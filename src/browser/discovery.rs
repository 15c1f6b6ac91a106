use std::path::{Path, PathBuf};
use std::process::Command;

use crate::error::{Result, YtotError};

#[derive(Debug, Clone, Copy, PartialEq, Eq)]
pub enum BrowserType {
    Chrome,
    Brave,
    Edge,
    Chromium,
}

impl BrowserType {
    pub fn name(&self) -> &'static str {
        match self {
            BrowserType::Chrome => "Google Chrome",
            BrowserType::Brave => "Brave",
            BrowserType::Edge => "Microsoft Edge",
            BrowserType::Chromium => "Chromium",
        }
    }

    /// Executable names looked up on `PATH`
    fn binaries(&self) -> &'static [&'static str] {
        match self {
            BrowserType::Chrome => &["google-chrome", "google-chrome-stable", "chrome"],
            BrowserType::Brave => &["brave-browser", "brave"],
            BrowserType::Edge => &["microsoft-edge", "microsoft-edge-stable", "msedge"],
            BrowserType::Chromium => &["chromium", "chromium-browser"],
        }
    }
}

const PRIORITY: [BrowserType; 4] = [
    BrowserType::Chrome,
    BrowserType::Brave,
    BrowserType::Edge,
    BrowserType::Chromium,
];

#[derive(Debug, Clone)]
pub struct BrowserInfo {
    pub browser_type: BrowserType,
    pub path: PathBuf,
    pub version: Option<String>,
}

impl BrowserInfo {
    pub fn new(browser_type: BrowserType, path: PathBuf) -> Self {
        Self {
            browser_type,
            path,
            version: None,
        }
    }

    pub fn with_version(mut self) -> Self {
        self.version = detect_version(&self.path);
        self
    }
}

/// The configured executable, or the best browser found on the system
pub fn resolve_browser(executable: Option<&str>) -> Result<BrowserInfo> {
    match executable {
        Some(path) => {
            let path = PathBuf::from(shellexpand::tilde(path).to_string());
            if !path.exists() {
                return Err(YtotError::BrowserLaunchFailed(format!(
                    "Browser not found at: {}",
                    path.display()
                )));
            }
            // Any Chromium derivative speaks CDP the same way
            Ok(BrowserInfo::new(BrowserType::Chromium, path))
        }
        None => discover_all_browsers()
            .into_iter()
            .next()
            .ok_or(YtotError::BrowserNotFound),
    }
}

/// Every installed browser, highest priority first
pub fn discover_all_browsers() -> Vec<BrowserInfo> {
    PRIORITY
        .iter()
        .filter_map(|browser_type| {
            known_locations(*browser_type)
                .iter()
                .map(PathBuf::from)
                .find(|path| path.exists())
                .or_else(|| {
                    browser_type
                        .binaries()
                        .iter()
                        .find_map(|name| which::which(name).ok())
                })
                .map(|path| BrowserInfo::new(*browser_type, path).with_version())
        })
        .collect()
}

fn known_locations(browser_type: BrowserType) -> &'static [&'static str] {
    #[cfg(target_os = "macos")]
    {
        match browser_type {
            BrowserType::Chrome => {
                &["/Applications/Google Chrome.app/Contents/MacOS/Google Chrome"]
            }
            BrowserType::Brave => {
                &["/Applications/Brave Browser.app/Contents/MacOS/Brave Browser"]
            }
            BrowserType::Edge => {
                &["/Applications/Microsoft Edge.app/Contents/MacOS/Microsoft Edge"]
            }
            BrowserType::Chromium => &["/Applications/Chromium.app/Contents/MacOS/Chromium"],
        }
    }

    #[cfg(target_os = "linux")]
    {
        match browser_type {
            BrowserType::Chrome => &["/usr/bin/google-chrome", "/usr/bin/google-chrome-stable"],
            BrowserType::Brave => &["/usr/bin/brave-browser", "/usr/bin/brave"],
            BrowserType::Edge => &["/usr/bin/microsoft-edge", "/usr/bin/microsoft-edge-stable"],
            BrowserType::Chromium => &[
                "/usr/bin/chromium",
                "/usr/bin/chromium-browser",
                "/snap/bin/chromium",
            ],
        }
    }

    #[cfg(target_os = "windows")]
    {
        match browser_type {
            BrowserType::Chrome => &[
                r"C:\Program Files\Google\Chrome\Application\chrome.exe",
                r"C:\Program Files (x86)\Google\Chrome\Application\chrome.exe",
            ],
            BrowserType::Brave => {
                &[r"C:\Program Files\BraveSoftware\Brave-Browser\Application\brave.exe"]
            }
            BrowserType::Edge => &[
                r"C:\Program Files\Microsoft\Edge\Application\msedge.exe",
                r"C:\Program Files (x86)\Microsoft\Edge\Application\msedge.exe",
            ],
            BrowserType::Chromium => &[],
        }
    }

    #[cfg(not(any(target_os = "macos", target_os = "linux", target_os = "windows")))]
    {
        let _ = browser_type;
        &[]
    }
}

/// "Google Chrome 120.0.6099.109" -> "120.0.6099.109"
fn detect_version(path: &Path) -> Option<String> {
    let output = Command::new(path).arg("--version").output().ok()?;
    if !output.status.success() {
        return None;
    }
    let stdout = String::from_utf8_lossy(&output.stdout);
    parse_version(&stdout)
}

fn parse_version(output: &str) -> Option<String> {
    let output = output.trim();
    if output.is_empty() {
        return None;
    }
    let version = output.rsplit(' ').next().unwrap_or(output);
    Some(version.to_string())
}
- - -
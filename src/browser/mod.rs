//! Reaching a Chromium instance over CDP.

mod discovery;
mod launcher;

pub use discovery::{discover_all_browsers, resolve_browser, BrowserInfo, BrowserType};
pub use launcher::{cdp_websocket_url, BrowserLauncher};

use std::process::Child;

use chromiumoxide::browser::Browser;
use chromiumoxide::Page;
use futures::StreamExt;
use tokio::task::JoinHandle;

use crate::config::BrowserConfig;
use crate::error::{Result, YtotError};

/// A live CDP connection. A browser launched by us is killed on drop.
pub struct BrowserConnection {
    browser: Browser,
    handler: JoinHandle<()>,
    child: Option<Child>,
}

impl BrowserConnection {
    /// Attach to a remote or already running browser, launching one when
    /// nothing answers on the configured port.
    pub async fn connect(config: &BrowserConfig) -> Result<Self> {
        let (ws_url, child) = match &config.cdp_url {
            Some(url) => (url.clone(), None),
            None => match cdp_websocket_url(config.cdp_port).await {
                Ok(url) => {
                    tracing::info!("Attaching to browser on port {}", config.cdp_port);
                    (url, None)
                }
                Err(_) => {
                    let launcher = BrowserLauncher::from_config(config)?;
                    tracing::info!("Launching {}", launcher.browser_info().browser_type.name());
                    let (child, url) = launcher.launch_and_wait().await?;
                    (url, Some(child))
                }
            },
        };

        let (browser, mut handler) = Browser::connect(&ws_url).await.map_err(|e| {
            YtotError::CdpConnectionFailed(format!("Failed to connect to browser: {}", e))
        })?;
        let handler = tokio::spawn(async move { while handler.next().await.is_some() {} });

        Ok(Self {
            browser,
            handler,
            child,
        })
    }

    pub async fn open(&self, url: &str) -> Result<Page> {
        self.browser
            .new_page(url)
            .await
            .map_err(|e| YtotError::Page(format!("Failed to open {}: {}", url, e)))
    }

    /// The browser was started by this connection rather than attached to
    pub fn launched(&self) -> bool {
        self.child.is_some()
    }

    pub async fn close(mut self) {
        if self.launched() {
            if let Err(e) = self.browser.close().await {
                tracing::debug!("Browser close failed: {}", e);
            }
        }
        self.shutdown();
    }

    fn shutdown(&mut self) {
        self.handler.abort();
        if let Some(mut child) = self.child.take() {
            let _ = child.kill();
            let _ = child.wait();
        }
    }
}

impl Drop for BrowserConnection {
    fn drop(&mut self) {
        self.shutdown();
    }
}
- - -
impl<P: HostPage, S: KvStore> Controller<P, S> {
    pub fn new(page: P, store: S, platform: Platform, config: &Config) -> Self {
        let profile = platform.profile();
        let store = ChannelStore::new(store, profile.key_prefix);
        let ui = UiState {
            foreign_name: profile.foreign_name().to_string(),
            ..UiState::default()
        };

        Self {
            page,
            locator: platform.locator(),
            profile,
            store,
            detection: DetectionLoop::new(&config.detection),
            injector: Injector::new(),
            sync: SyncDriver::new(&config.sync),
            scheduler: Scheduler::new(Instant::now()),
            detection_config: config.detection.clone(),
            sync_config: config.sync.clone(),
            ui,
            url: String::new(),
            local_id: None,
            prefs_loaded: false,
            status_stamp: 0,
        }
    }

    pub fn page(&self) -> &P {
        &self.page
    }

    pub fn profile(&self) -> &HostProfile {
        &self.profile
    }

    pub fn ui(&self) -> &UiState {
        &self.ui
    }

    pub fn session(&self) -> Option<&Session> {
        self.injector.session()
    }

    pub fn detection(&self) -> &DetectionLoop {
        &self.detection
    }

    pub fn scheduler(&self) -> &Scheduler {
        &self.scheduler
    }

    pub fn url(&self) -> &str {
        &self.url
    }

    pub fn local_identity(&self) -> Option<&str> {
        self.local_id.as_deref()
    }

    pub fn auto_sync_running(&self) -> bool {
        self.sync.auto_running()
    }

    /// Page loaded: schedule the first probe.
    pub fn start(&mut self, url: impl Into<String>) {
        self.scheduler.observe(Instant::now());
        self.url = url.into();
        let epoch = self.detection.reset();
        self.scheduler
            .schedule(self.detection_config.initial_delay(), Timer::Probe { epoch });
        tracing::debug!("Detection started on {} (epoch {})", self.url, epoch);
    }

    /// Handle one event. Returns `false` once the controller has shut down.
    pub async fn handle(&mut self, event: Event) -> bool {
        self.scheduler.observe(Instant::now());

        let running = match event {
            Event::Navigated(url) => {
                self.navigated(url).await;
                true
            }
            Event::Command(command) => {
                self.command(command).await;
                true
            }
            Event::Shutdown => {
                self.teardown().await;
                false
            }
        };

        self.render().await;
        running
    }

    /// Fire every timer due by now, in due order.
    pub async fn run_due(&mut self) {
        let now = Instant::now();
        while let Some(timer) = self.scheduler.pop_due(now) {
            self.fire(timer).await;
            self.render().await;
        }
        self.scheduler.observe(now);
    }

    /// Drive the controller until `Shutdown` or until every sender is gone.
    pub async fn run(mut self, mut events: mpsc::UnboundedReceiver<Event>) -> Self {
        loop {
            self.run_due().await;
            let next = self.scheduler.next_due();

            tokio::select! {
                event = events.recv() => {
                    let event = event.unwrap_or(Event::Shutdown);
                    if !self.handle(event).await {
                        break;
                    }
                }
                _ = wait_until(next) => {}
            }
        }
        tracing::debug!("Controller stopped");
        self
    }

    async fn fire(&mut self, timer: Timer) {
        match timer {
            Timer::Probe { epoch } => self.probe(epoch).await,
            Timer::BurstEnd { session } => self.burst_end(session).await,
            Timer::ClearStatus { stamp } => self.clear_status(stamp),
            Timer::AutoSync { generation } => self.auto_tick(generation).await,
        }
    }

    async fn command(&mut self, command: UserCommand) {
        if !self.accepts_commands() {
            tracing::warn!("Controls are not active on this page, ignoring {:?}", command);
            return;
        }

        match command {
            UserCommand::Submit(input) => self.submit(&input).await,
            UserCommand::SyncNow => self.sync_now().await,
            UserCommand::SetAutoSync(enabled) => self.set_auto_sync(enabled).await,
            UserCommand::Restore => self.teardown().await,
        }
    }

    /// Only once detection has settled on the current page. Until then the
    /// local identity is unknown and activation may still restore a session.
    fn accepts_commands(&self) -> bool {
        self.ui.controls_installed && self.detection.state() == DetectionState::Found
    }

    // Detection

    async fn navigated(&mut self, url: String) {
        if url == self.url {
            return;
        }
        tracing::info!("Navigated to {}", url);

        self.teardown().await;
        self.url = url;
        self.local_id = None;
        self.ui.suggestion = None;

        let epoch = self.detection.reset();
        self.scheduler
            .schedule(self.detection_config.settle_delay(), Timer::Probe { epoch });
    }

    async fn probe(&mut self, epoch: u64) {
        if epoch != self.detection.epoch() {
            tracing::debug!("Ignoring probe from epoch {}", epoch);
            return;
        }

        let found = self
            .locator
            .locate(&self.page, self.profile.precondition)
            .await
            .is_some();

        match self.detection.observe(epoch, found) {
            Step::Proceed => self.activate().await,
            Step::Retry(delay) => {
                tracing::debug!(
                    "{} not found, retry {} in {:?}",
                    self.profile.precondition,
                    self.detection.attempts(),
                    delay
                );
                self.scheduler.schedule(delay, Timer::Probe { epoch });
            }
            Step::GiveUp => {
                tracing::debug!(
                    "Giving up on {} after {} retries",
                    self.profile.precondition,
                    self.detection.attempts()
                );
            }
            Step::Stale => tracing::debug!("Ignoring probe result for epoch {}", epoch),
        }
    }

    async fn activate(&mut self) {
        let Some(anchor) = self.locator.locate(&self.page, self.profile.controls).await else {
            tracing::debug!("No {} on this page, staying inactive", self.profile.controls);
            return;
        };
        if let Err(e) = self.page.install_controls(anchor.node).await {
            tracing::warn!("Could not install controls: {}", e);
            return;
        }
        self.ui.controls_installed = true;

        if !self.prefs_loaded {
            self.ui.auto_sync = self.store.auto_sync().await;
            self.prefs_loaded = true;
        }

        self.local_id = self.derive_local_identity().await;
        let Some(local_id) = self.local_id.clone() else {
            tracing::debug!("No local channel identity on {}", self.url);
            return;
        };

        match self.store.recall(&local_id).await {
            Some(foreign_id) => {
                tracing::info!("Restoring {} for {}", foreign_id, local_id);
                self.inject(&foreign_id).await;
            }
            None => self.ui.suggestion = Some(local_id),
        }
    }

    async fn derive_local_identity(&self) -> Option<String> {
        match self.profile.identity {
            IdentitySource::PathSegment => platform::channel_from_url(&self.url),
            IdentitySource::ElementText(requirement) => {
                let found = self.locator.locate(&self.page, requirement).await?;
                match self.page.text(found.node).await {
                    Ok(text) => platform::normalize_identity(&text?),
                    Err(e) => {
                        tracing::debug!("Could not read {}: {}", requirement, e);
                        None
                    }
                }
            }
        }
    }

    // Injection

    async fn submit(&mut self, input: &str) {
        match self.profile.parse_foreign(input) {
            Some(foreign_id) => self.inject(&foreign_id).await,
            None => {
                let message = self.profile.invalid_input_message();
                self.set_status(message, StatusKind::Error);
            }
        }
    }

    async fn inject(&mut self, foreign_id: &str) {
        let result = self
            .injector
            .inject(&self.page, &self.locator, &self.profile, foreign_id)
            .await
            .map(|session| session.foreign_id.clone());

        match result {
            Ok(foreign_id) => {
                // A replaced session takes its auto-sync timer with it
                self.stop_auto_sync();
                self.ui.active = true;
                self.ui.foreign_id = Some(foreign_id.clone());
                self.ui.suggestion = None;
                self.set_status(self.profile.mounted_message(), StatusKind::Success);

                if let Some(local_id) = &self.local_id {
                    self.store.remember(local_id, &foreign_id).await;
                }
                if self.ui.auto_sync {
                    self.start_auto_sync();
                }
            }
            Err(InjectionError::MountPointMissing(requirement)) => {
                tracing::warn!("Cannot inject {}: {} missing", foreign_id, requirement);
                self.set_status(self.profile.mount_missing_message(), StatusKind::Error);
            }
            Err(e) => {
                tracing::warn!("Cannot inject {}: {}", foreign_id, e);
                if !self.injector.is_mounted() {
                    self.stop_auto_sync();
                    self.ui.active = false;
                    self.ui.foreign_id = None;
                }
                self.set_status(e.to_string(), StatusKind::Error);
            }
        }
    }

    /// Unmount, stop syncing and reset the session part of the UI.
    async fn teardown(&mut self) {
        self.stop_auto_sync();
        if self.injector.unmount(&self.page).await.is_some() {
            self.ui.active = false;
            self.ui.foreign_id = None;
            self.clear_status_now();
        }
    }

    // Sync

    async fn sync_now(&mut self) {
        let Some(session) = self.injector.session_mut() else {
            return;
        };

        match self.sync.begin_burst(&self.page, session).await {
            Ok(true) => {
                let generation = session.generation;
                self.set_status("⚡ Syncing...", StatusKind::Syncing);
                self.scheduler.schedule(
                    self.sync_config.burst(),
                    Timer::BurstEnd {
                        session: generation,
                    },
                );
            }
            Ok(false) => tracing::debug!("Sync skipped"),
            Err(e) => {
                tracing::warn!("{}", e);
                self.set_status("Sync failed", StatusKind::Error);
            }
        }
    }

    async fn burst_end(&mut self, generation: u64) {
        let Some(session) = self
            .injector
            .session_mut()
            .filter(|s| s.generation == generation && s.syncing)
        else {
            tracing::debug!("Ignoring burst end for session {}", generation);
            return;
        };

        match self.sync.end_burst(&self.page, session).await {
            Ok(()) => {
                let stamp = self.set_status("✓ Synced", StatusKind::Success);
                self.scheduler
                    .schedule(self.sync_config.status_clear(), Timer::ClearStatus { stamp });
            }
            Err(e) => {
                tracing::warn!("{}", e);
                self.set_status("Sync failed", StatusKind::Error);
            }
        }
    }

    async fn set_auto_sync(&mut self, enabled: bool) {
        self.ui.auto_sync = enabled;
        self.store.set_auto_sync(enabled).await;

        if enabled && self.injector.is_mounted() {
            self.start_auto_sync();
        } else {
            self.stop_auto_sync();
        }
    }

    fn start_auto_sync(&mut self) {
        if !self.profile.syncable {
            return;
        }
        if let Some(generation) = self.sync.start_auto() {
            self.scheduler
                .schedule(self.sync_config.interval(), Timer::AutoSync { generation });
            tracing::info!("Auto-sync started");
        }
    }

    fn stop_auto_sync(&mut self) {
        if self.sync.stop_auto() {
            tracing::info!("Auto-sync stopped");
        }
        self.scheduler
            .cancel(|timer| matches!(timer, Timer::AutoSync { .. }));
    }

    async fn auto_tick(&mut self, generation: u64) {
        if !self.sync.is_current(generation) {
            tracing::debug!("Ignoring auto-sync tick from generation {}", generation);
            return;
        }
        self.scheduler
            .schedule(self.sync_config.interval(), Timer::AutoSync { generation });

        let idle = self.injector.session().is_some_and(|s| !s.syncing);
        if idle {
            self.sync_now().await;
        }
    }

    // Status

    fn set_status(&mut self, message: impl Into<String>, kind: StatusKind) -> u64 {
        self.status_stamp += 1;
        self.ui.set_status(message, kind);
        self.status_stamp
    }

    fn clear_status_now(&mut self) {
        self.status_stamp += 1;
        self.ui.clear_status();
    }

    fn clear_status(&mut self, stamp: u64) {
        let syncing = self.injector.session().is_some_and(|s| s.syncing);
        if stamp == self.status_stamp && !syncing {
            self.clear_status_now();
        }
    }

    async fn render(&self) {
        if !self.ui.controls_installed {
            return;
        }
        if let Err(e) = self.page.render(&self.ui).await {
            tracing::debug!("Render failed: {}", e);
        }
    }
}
- - -
**About this exercise**
For every line in the entries above that contains "false", add one to a count, and give that number by itself.

**Written answer**
6